Voyage envoûtant aux confins de l'histoire russe.
Le Monde
Ce n'est pas très accrocheur, et pourtant quelle beauté. La mort est ici traitée dans tout ce qu'elle a de symboliquement beau, le dernier voyage de Tanya est filmé sans aucun misérabilisme, de manière assez décalée, puisque l'essentiel du film (assez court, seulement 1h15), se concentre sur des souvenirs heureux, ou donne à voir avec précision et sans larmes les gestes de l'accomplissement de la mort (conservation du corps, accrochage de fils sur les poils pubiens...). Et, surprenant, on est assez fascinés par cet exposé passionnant des rites, de la tradition qui demeure mais s'estompe. Pourtant, il y a quelque chose de purement intemporel ici, et on se reconnaît assez dans cette envie de tradition, nous-mêmes qui ne sommes plus forcément croyants mais souhaitons tout de même le mariage, cette robe blanche pleine de symboles, puis un enterrement avec cérémonie à la clé. Des traditions qui n'impliquent pas forcément la croyance, mais qui impliquent forcément un respect. Et puis, le film est à contretemps de l'ambiance de l'époque: il prend son temps, il explique, il relate. Ce n'est pas rapide, mais c'est assez court pour ne pas ennuyer.
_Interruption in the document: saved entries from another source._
//! Reference `eventplugin` for Switchboard.
//!
//! The plugin logs every `register` and `trigger` call, and each trigger
//! argument, through `tracing`. What it then answers is chosen with
//! `--behaviour` so the host's containment paths can be driven from real
//! processes. The host's `rpc-init` trigger is always acknowledged without
//! applying the behaviour, so a plugin that misbehaves still starts.

use std::ffi::OsString;
use std::io::Write;
use std::process::{self, ExitCode};
use std::sync::Mutex;
use std::thread;

use clap::Parser;
use strum::{Display, EnumString};
use switchboard::events::{EventData, EventHandler, RPC_INIT_EVENT, TriggerOutcome};
use switchboard::handshake::HandshakeConfig;
use switchboard::serve::{ServeConfig, ServeError, serve};
use tracing::{error, info};

const HANDLER_TARGET: &str = concat!(env!("CARGO_PKG_NAME"), "::handler");

/// Name the plugin serves under.
pub const PLUGIN_NAME: &str = "switchboard-event-plugin";

/// Status the `exit` behaviour terminates with mid-call.
pub const EXIT_MID_CALL: i32 = 3;

/// Printed when the binary is run without a host.
pub const NOT_A_HOST_MESSAGE: &str = "This binary is a Switchboard plugin. It is not meant to \
     be executed directly. Run the switchboard host, which starts its plugins automatically.";

/// How the plugin answers triggers.
#[derive(Debug, Clone, Copy, Default, PartialEq, Eq, EnumString, Display)]
#[strum(serialize_all = "kebab-case")]
pub enum Behaviour {
    /// Logs the call and leaves the event unhandled.
    #[default]
    Log,
    /// Marks every event handled.
    Handled,
    /// Panics inside the handler.
    Panic,
    /// Handles the event and replies with its arguments.
    Echo,
    /// Reports an application error.
    Fail,
    /// Never answers.
    Hang,
    /// Exits the process while the call is in flight.
    Exit,
    /// Expects a cookie the host never sends.
    WrongCookie,
}

/// Command line of the reference plugin.
#[derive(Parser, Debug)]
#[command(name = "switchboard-event-plugin", version)]
pub struct PluginArgs {
    /// How to answer triggers.
    #[arg(long, default_value_t = Behaviour::Log)]
    pub behaviour: Behaviour,
    /// Log filter used when `RUST_LOG` is unset.
    #[arg(long, default_value = "info")]
    pub log_filter: String,
}

/// Event handler driven by a [`Behaviour`].
#[derive(Debug, Default)]
pub struct ReferencePlugin {
    behaviour: Behaviour,
    registered: Mutex<Vec<String>>,
}

impl ReferencePlugin {
    /// Creates a handler with `behaviour`.
    #[must_use]
    pub const fn new(behaviour: Behaviour) -> Self {
        Self {
            behaviour,
            registered: Mutex::new(Vec::new()),
        }
    }

    /// Events the host registered this plugin for.
    #[must_use]
    pub fn registered(&self) -> Vec<String> {
        self.registered
            .lock()
            .map(|triggers| triggers.clone())
            .unwrap_or_default()
    }

    fn log_arguments(event: &str, args: &EventData) {
        info!(target: HANDLER_TARGET, trigger = event, args = args.len(), "trigger called");
        for (id, value) in args.iter().enumerate() {
            info!(target: HANDLER_TARGET, id, value = ?value, "element in args");
        }
    }
}

impl EventHandler for ReferencePlugin {
    fn register(&self, triggers: &[String]) {
        info!(target: HANDLER_TARGET, triggers = ?triggers, "register called");
        if let Ok(mut registered) = self.registered.lock() {
            *registered = triggers.to_vec();
        }
    }

    fn trigger(&self, event: &str, args: &EventData) -> TriggerOutcome {
        Self::log_arguments(event, args);
        if event == RPC_INIT_EVENT {
            return TriggerOutcome::handled();
        }
        match self.behaviour {
            Behaviour::Log | Behaviour::WrongCookie => TriggerOutcome::ignored(),
            Behaviour::Handled => TriggerOutcome::handled(),
            Behaviour::Echo => TriggerOutcome::handled().with_reply(args.clone()),
            Behaviour::Fail => TriggerOutcome::failed(format!("refused to handle {event}")),
            Behaviour::Panic => refuse(event),
            Behaviour::Hang => hang(),
            Behaviour::Exit => {
                error!(target: HANDLER_TARGET, trigger = event, "exiting mid-call");
                process::exit(EXIT_MID_CALL)
            }
        }
    }
}

fn refuse(event: &str) -> TriggerOutcome {
    panic!("reference plugin refuses {event}")
}

fn hang() -> TriggerOutcome {
    loop {
        thread::park();
    }
}

/// Serve configuration for `behaviour`.
#[must_use]
pub fn serve_config(behaviour: Behaviour) -> ServeConfig {
    let config = ServeConfig::events(PLUGIN_NAME, ReferencePlugin::new(behaviour));
    if behaviour == Behaviour::WrongCookie {
        let expected = HandshakeConfig::default();
        config.with_handshake(HandshakeConfig::new(
            expected.protocol_version(),
            expected.cookie_key(),
            "not-the-host-cookie",
        ))
    } else {
        config
    }
}

/// Runs the plugin until the host disconnects.
///
/// A missing or wrong cookie means the binary was not started by a host:
/// a notice goes to `stderr` and the exit status is `1`.
pub fn run<I, E>(args: I, stderr: &mut E) -> ExitCode
where
    I: IntoIterator<Item = OsString>,
    E: Write,
{
    let parsed = match PluginArgs::try_parse_from(args) {
        Ok(parsed) => parsed,
        Err(usage) => {
            write!(stderr, "{}", usage.render()).ok();
            return ExitCode::from(2);
        }
    };
    switchboard::serve::init_logging(&parsed.log_filter);
    info!(target: HANDLER_TARGET, behaviour = %parsed.behaviour, "hello from the reference plugin");
    match serve(serve_config(parsed.behaviour)) {
        Ok(()) => ExitCode::SUCCESS,
        Err(err) => report(&err, stderr),
    }
}

fn report<E: Write>(err: &ServeError, stderr: &mut E) -> ExitCode {
    if err.is_cookie_failure() {
        writeln!(stderr, "{NOT_A_HOST_MESSAGE}").ok();
    } else {
        writeln!(stderr, "{PLUGIN_NAME}: {err}").ok();
    }
    ExitCode::FAILURE
}

#[cfg(test)]
mod tests;
//! Named capabilities a peer exports and the stubs that call them.
//!
//! A capability is a named set of remote methods. On the serving side each
//! capability is a [`CapabilityServer`]; a [`CapabilitySet`] routes incoming
//! calls named `<capability>.<method>` to the right server and answers the
//! built-in `$/dispense` request. On the calling side a [`Dispenser`] turns a
//! capability name into a [`Stub`] bound to the channel.
//!
//! # Example
//!
//! ```
//! use serde_json::{Value, json};
//! use switchboard::capability::{CallContext, CapabilityServer, CapabilitySet};
//! use switchboard::transport::jsonrpc::RpcError;
//!
//! struct Clock;
//!
//! impl CapabilityServer for Clock {
//!     fn name(&self) -> &str {
//!         "clock"
//!     }
//!
//!     fn call(&self, method: &str, _params: Value, _ctx: &CallContext<'_>) -> Result<Value, RpcError> {
//!         match method {
//!             "now" => Ok(json!(0)),
//!             other => Err(RpcError::method_not_found(other)),
//!         }
//!     }
//! }
//!
//! let set = CapabilitySet::new().with(Clock);
//! assert_eq!(set.names(), vec!["clock".to_owned()]);
//! ```

mod host;


use std::collections::BTreeMap;
use std::fmt;
use std::sync::Arc;
use std::time::Duration;

use serde::Serialize;
use serde::de::DeserializeOwned;
use serde_json::{Value, json};

use crate::error::PluginError;
use crate::transport::jsonrpc::{CAPABILITY_NOT_EXPORTED, DISPENSE_METHOD, RpcError};
use crate::transport::{CallError, Channel, RequestHandler};

pub use self::host::{HOST_CAPABILITY, HostCapability, HostClient, LogRecord};

/// Context handed to a capability server for one call.
#[derive(Debug, Clone, Copy)]
pub struct CallContext<'a> {
    channel: &'a Channel,
    capability: &'a str,
}

impl<'a> CallContext<'a> {
    /// Returns the channel the call arrived on.
    #[must_use]
    pub const fn channel(&self) -> &'a Channel {
        self.channel
    }

    /// Returns the peer label of the channel, the plugin name on the host.
    #[must_use]
    pub fn peer(&self) -> &'a str {
        self.channel.label()
    }

    /// Returns the capability being called.
    #[must_use]
    pub const fn capability(&self) -> &'a str {
        self.capability
    }
}

/// Serves the methods of one named capability.
pub trait CapabilityServer: Send + Sync {
    /// Capability name, e.g. `eventplugin`.
    fn name(&self) -> &str;

    /// Handles `method` (without the capability prefix).
    ///
    /// # Errors
    ///
    /// Returns the JSON-RPC error object sent back to the caller.
    fn call(&self, method: &str, params: Value, context: &CallContext<'_>)
    -> Result<Value, RpcError>;
}

/// Capabilities exported on one side of a channel.
#[derive(Clone, Default)]
pub struct CapabilitySet {
    servers: BTreeMap<String, Arc<dyn CapabilityServer>>,
}

impl fmt::Debug for CapabilitySet {
    fn fmt(&self, formatter: &mut fmt::Formatter<'_>) -> fmt::Result {
        formatter
            .debug_struct("CapabilitySet")
            .field("capabilities", &self.names())
            .finish()
    }
}

impl CapabilitySet {
    /// Creates an empty set.
    #[must_use]
    pub fn new() -> Self {
        Self::default()
    }

    /// Adds a server and returns the set.
    #[must_use]
    pub fn with(mut self, server: impl CapabilityServer + 'static) -> Self {
        self.insert(Arc::new(server));
        self
    }

    /// Adds a shared server, replacing any server with the same name.
    pub fn insert(&mut self, server: Arc<dyn CapabilityServer>) {
        self.servers.insert(server.name().to_owned(), server);
    }

    /// Returns `true` when `name` is exported.
    #[must_use]
    pub fn contains(&self, name: &str) -> bool {
        self.servers.contains_key(name)
    }

    /// Exported capability names in sorted order.
    #[must_use]
    pub fn names(&self) -> Vec<String> {
        self.servers.keys().cloned().collect()
    }

    fn dispense(&self, params: &Value) -> Result<Value, RpcError> {
        let capability = params
            .get("capability")
            .and_then(Value::as_str)
            .ok_or_else(|| RpcError::invalid_params("missing 'capability'"))?;
        if self.contains(capability) {
            Ok(json!({ "capability": capability }))
        } else {
            Err(RpcError::new(
                CAPABILITY_NOT_EXPORTED,
                format!("capability '{capability}' is not exported"),
            ))
        }
    }
}

impl RequestHandler for CapabilitySet {
    fn handle(&self, method: &str, params: Value, channel: &Channel) -> Result<Value, RpcError> {
        if method == DISPENSE_METHOD {
            return self.dispense(&params);
        }
        let Some((capability, operation)) = method.split_once('.') else {
            return Err(RpcError::method_not_found(method));
        };
        let Some(server) = self.servers.get(capability) else {
            return Err(RpcError::method_not_found(method));
        };
        let context = CallContext {
            channel,
            capability,
        };
        server.call(operation, params, &context)
    }
}

/// Requests capability stubs from the peer of a channel.
#[derive(Debug, Clone)]
pub struct Dispenser {
    plugin: String,
    channel: Channel,
    timeout: Duration,
}

impl Dispenser {
    /// Creates a dispenser for the peer named `plugin`.
    #[must_use]
    pub fn new(plugin: impl Into<String>, channel: Channel, timeout: Duration) -> Self {
        Self {
            plugin: plugin.into(),
            channel,
            timeout,
        }
    }

    /// Returns a stub for `capability`.
    ///
    /// Every call yields a fresh stub; stubs share the underlying channel.
    ///
    /// # Errors
    ///
    /// Returns [`PluginError::CapabilityNotExported`] when the peer does not
    /// serve the capability and [`PluginError::Call`] for transport failures.
    pub fn dispense(&self, capability: &str) -> Result<Stub, PluginError> {
        let params = json!({ "capability": capability });
        match self.channel.call(DISPENSE_METHOD, params, self.timeout) {
            Ok(_) => Ok(Stub {
                plugin: self.plugin.clone(),
                capability: capability.to_owned(),
                channel: self.channel.clone(),
            }),
            Err(CallError::Remote { code, .. }) if code == CAPABILITY_NOT_EXPORTED => {
                Err(PluginError::CapabilityNotExported {
                    name: self.plugin.clone(),
                    capability: capability.to_owned(),
                })
            }
            Err(source) => Err(PluginError::Call {
                name: self.plugin.clone(),
                source,
            }),
        }
    }
}

/// Local proxy for a capability served by the peer.
#[derive(Debug, Clone)]
pub struct Stub {
    plugin: String,
    capability: String,
    channel: Channel,
}

impl Stub {
    /// Returns the peer name.
    #[must_use]
    pub fn plugin(&self) -> &str {
        &self.plugin
    }

    /// Returns the capability name.
    #[must_use]
    pub fn capability(&self) -> &str {
        &self.capability
    }

    /// Returns the channel the stub forwards to.
    #[must_use]
    pub const fn channel(&self) -> &Channel {
        &self.channel
    }

    fn method_name(&self, method: &str) -> String {
        format!("{}.{method}", self.capability)
    }

    /// Calls `method` on the remote capability.
    ///
    /// # Errors
    ///
    /// Propagates the channel's [`CallError`].
    pub fn call(&self, method: &str, params: Value, timeout: Duration) -> Result<Value, CallError> {
        self.channel.call(&self.method_name(method), params, timeout)
    }

    /// Calls `method` with typed parameters and decodes the result.
    ///
    /// # Errors
    ///
    /// Returns `CallError::Codec` when encoding or decoding fails, otherwise
    /// propagates the channel's [`CallError`].
    pub fn call_typed<P, R>(&self, method: &str, params: &P, timeout: Duration) -> Result<R, CallError>
    where
        P: Serialize,
        R: DeserializeOwned,
    {
        let encoded = serde_json::to_value(params).map_err(|err| CallError::codec(&err))?;
        let result = self.call(method, encoded, timeout)?;
        serde_json::from_value(result).map_err(|err| CallError::codec(&err))
    }

    /// Sends a notification to `method` on the remote capability.
    ///
    /// # Errors
    ///
    /// Returns `CallError::Closed` when the channel is closed.
    pub fn notify(&self, method: &str, params: Value) -> Result<(), CallError> {
        self.channel.notify(&self.method_name(method), params)
    }
}
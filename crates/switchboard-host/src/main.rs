//! CLI entrypoint for the Switchboard plugin host.
//!
//! The binary delegates to [`switchboard_host::run`], which loads
//! configuration, starts the configured plugins and runs one command.

use std::io;
use std::process::ExitCode;

fn main() -> ExitCode {
    let mut stdout = io::stdout().lock();
    let mut stderr = io::stderr().lock();
    switchboard_host::run(std::env::args_os(), &mut stdout, &mut stderr)
}
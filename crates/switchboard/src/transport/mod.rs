//! Duplex call channel between the host and one plugin.
//!
//! Frames use `Content-Length` headers and carry JSON-RPC 2.0 messages. Both
//! ends may issue and serve calls at the same time; the request id tags each
//! call so concurrent call pairs never interleave. A channel optionally runs
//! over a mutually authenticated TLS session.

mod channel;
mod conduit;
mod endpoint;
mod error;
mod frame;
pub mod jsonrpc;
pub mod tls;

pub use self::channel::{Channel, ChannelOptions, DEFAULT_POLL_INTERVAL, RequestHandler};
pub(crate) use self::channel::panic_message;
pub use self::conduit::Conduit;
pub use self::endpoint::{Endpoint, EndpointListener, EndpointParseError};
pub use self::error::{CallError, TlsError, TransportError};
pub use self::frame::{FrameDecoder, MAX_FRAME_LEN, encode_frame};

pub(crate) const TRANSPORT_TARGET: &str = concat!(env!("CARGO_PKG_NAME"), "::transport");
Les moments de magie qui traversent le film de Aleksei Fedorchenko révèlent une forme de spiritualité laïque qui, si elle n'existait pas, demanderait à être inventée.
Le cinéaste, pour son 3e film, s'est vu récompensé du Prix de la Meilleure Photographie à Venise, et c'est amplement mérité: les paysages ont beau être blancs et froids, ils sont filmés ici avec chaleur et comme dans un cocon, où l'on se sent bien. Et puis, surtout, en plus de filmer des paysages grandioses avec un sens inouï de la lumière et de la composition de plans (il n'y aura qu'à voir le premier plan du film pour s'en convaincre, ou ces multiples et magnifiques effets de miroirs, mais encore les nombreux clair-obscur), le cinéaste donne à son oeuvre une âme slave sur laquelle je ne crache jamais. L'effusion de vie qui caractérise le cinéma de Kusturica (pour ne prendre que le plus symbolique), se retrouve bien ici: des éléments décalés mais forcément bouleversants (les passereaux, oiseaux en cage qui suivent les personnages pendant tout le film, élément poétique subtil et bien utilisé), une musique qui rappellera forcément de bons souvenirs du No Smoking Orchestra ou autres, mais surtout une simplicité dans les rapports humains, des personnages très attachants qui ne paraissent pas plus intelligents que la moyenne, qui ont des réactions normales. En revanche, et c'est en cela que le film diffère de nombreux films slaves, les personnages ne sont jamais dans l'outrance, ce qui fait du film une oeuvre d'une délicatesse infinie et d'une douce sensualité. Le corps est respecté tout autant que l'âme, on ressort de ce film un peu égaré, pensif, et un peu changé.
70% de réussite.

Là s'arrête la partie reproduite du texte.